The Samsung press event in New York City was held in a newly-opened showcase in Time Warner Center off Columbus Circle--a space that apparently belonged to a Borders outlet before its demise, surrounded by everything from a Williams-Sonoma store to the Mandarin Oriental Hotel.
Reporters assemble for the press briefing in Samsung's Time Warner Center showroom, which also exists to showcase other Samsung products such as their consumer appliances.
Samsung director of product planning Shoneel Kolhatka provides a quick overview of the new Samsung Galaxy Tab 8.9, a smaller cousin to the Galaxy Tab 10.1 including both consumer-grade multimedia-access features and enterprise-grade connectivity and security functions.
The Galaxy Player, an iPod Touch-like media device, has just about all the features of its older brother the Galaxy S, sans the phone itself.
Members of the press get some hands-on time with the Galaxy Player and Galaxy Tab units on display. Some unboxed their newly-received Galaxy Tab loaner units in the store rather than use the demo models.

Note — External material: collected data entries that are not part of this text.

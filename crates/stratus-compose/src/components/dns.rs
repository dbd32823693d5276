//! Public hosted zone and alias record for the edge endpoint.

use std::fmt;

use serde_json::json;
use stratus_common::constants::{API_RECORD_LABEL, RECORD_TTL_SECS};
use stratus_common::error::{Result, StratusError};
use stratus_common::types::ResourceId;

use super::Built;
use crate::handle::{EndpointHandle, ZoneRecord};
use crate::manifest::{Resource, ResourceKind};
use crate::naming::Scope;

/// Maximum length of a domain name, excluding the trailing dot.
pub const MAX_DOMAIN_LENGTH: usize = 253;

/// Maximum length of a single label.
pub const MAX_LABEL_LENGTH: usize = 63;

/// A syntactically valid, lowercase public domain name without trailing dot.
#[derive(Debug, Clone, PartialEq, Eq, Hash)]
pub struct DomainName(String);

impl DomainName {
    /// Validates and normalizes a domain name.
    ///
    /// A single trailing dot is accepted and dropped. The name must have at
    /// least two labels, each 1 to 63 characters of ASCII letters, digits,
    /// or hyphens, not starting or ending with a hyphen. The top-level
    /// label may not be all digits.
    ///
    /// # Errors
    ///
    /// Returns [`StratusError::InvalidDomain`] describing the first violation.
    pub fn parse(input: &str) -> Result<Self> {
        let invalid = |reason: String| StratusError::InvalidDomain {
            domain: input.to_string(),
            reason,
        };

        let name = input.strip_suffix('.').unwrap_or(input).to_ascii_lowercase();
        if name.is_empty() {
            return Err(invalid("name is empty".into()));
        }
        if name.len() > MAX_DOMAIN_LENGTH {
            return Err(invalid(format!(
                "name is {} characters, limit is {MAX_DOMAIN_LENGTH}",
                name.len()
            )));
        }

        let labels: Vec<&str> = name.split('.').collect();
        if labels.len() < 2 {
            return Err(invalid("a public zone needs at least two labels".into()));
        }
        for label in &labels {
            if label.is_empty() {
                return Err(invalid("empty label".into()));
            }
            if label.len() > MAX_LABEL_LENGTH {
                return Err(invalid(format!(
                    "label \"{label}\" exceeds {MAX_LABEL_LENGTH} characters"
                )));
            }
            if let Some(c) = label
                .chars()
                .find(|c| !(c.is_ascii_alphanumeric() || *c == '-'))
            {
                return Err(invalid(format!("invalid character '{c}'")));
            }
            if label.starts_with('-') || label.ends_with('-') {
                return Err(invalid(format!(
                    "label \"{label}\" starts or ends with a hyphen"
                )));
            }
        }
        if labels
            .last()
            .is_some_and(|tld| tld.chars().all(|c| c.is_ascii_digit()))
        {
            return Err(invalid("top-level label is all digits".into()));
        }

        Ok(Self(name))
    }

    /// The name without trailing dot.
    #[must_use]
    pub fn as_str(&self) -> &str {
        &self.0
    }

    /// Fully qualified form with trailing dot.
    #[must_use]
    pub fn fqdn(&self) -> String {
        format!("{}.", self.0)
    }

    /// Name of `label` directly under this domain, without trailing dot.
    ///
    /// # Errors
    ///
    /// Returns [`StratusError::InvalidDomain`] if the result exceeds
    /// [`MAX_DOMAIN_LENGTH`].
    pub fn subdomain(&self, label: &str) -> Result<String> {
        let name = format!("{label}.{}", self.0);
        if name.len() > MAX_DOMAIN_LENGTH {
            return Err(StratusError::InvalidDomain {
                domain: self.0.clone(),
                reason: format!(
                    "subdomain \"{label}\" would be {} characters, limit is {MAX_DOMAIN_LENGTH}",
                    name.len()
                ),
            });
        }
        Ok(name)
    }

    /// Fully qualified name of `label` directly under this domain.
    #[must_use]
    pub fn subdomain_fqdn(&self, label: &str) -> String {
        format!("{label}.{}.", self.0)
    }
}

impl fmt::Display for DomainName {
    fn fmt(&self, f: &mut fmt::Formatter<'_>) -> fmt::Result {
        f.write_str(&self.0)
    }
}

/// Builder for the hosted zone and alias record.
#[derive(Debug, Clone)]
pub struct NameResolution {
    scope: Scope,
}

impl NameResolution {
    /// Creates the component.
    #[must_use]
    pub const fn new(scope: Scope) -> Self {
        Self { scope }
    }

    /// Declares a public hosted zone for `domain_name` and an `A` alias
    /// record under the `api` label pointing at `endpoint`.
    ///
    /// # Errors
    ///
    /// Returns [`StratusError::InvalidDomain`] if `domain_name` is not a
    /// valid domain name.
    pub fn build(&self, domain_name: &str, endpoint: &EndpointHandle) -> Result<Built<ZoneRecord>> {
        let domain = DomainName::parse(domain_name)?;
        let scope = &self.scope;

        let zone_logical = scope.logical_id("HostedZone");
        let zone_id = ResourceId::new(format!(
            "Z{}",
            scope.address("HostedZone")[..13].to_ascii_uppercase()
        ));
        let zone = Resource::new(
            zone_logical.clone(),
            ResourceKind::HostedZone,
            json!({
                "Name": domain.fqdn(),
                "HostedZoneConfig": { "Comment": "Hosted zone for ALB routing" },
            }),
        );

        let record_name = domain.subdomain_fqdn(API_RECORD_LABEL);
        let record = Resource::new(
            scope.logical_id("AliasRecord"),
            ResourceKind::RecordSet,
            json!({
                "HostedZoneId": zone_id,
                "Name": record_name,
                "Type": "A",
                "TTL": RECORD_TTL_SECS.to_string(),
                "Comment": "Alias record for ALB",
                "AliasTarget": {
                    "DNSName": format!("dualstack.{}", endpoint.dns_name()),
                    "HostedZoneId": endpoint.canonical_zone_id(),
                },
            }),
        )
        .depends_on(&zone_logical)
        .depends_on(endpoint.logical_id());

        tracing::info!(
            component = %scope.component(),
            zone = %domain.fqdn(),
            record = %record_name,
            target = %endpoint.arn(),
            "hosted zone declared"
        );

        let handle = ZoneRecord {
            zone_id,
            zone_logical_id: zone_logical,
            zone_name: domain.fqdn(),
            record_name,
            record_type: "A".to_string(),
            ttl_secs: RECORD_TTL_SECS,
            target: endpoint.arn().clone(),
        };
        Ok(Built::new(handle, vec![zone, record]))
    }
}

#[cfg(test)]
mod tests {
    use stratus_common::config::StackSettings;
    use stratus_common::types::{ComponentKind, LogicalId};

    use super::*;
    use crate::naming::Namer;

    fn endpoint() -> EndpointHandle {
        EndpointHandle {
            arn: ResourceId::new(
                "arn:aws:elasticloadbalancing:us-east-1:123456789012:loadbalancer/app/edge/abc",
            ),
            logical_id: LogicalId::new("EdgeBalancerLoadBalancer"),
            dns_name: "edge-abc.us-east-1.elb.amazonaws.com".into(),
            canonical_zone_id: "Z35SXDOTRQ7X7K".into(),
        }
    }

    fn component() -> NameResolution {
        NameResolution::new(Namer::new(&StackSettings::default()).scope(ComponentKind::NameResolution))
    }

    #[test]
    fn parse_accepts_common_names() {
        for ok in ["example.com", "Example.COM.", "a-b.example.co.uk", "xn--bcher-kva.example"] {
            assert!(DomainName::parse(ok).is_ok(), "{ok} should parse");
        }
        assert_eq!(
            DomainName::parse("Example.COM.").expect("parse").as_str(),
            "example.com"
        );
    }

    #[test]
    fn parse_rejects_malformed_names() {
        let long_label = format!("{}.com", "a".repeat(64));
        let long_name = format!("{}.com", ["abcdefghij"; 25].join("."));
        for bad in [
            "",
            ".",
            "localhost",
            "example..com",
            "-example.com",
            "example-.com",
            "exa mple.com",
            "example.123",
            "under_score.com",
            long_label.as_str(),
            long_name.as_str(),
        ] {
            let err = DomainName::parse(bad).expect_err(bad);
            assert!(matches!(err, StratusError::InvalidDomain { .. }), "{bad}: {err}");
        }
    }

    #[test]
    fn subdomain_is_normalized_and_length_checked() {
        let domain = DomainName::parse("Example.COM.").expect("parse");
        assert_eq!(domain.subdomain("auth").expect("fits"), "auth.example.com");

        let long = format!("{}.com", vec!["a".repeat(61); 4].join("."));
        let domain = DomainName::parse(&long).expect("parse");
        let err = domain.subdomain("auth").expect_err("too long");
        assert!(matches!(err, StratusError::InvalidDomain { .. }), "got: {err}");
    }

    #[test]
    fn record_is_api_label_with_fixed_ttl() {
        let built = component().build("example.com", &endpoint()).expect("build");
        let zone = &built.handle;
        assert_eq!(zone.zone_name(), "example.com.");
        assert_eq!(zone.record_name(), "api.example.com.");
        assert_eq!(zone.record_type(), "A");
        assert_eq!(zone.ttl_secs(), 300);
        assert_eq!(zone.target(), endpoint().arn());
    }

    #[test]
    fn record_resource_aliases_endpoint() {
        let built = component().build("example.com", &endpoint()).expect("build");
        let record = &built.resources[1];
        assert_eq!(record.properties["TTL"], "300");
        assert_eq!(record.properties["Type"], "A");
        assert_eq!(record.properties["AliasTarget"]["HostedZoneId"], "Z35SXDOTRQ7X7K");
        assert!(record.depends_on.contains(&LogicalId::new("EdgeBalancerLoadBalancer")));
        assert!(record.depends_on.contains(built.handle.zone_logical_id()));
    }

    #[test]
    fn invalid_domain_fails_without_resources() {
        let err = component()
            .build("not a domain", &endpoint())
            .expect_err("invalid");
        assert!(matches!(err, StratusError::InvalidDomain { .. }), "got: {err}");
    }
}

The Gorilla Glass-equipped face of the Galaxy Tab 8.9's 1280-pixel-by-800-pixel display doesn't make it terribly thick (8.6mm) or heavy (447 grams). It sports a 6100 mAh battery (compare to the iPad 2's 6930 mAh) to power its dual-core T250S processor. Note the Media Hub, Music Hub, Reader's Hub and Social Hub icons at bottom left and bottom center.
At 4.27 ounces, the Galaxy Player 4.0 is light on the pockets while still supplying an 800-pixel-by-480-pixel display, front- and rear-facing cameras, support for MicroSD cards up to 32GB, and a 1200 mAh battery.
A peek at the Galaxy Player's innards via the Android System Info utility shows it's built on the same hardware as the Samsung Galaxy S phone. The SMDKC110 is another name for the S5PC110 processor, also used in the Galaxy S series.
Samsung also has recently started offering its notebook line in the U.S., after years of offering laptops only overseas or in Korea. They also offer Chromebooks as well as the usual Windows-based notebook systems, although neither models were available as interactive demos during the show.
Looks like Samsung turned to the technology experts at LEGO to provide them with the raw material for this recreation of New York's theatrical district, about a dozen blocks downtown from the showroom. This display was off to the side from the main event, but that didn't stop us from getting a closer look.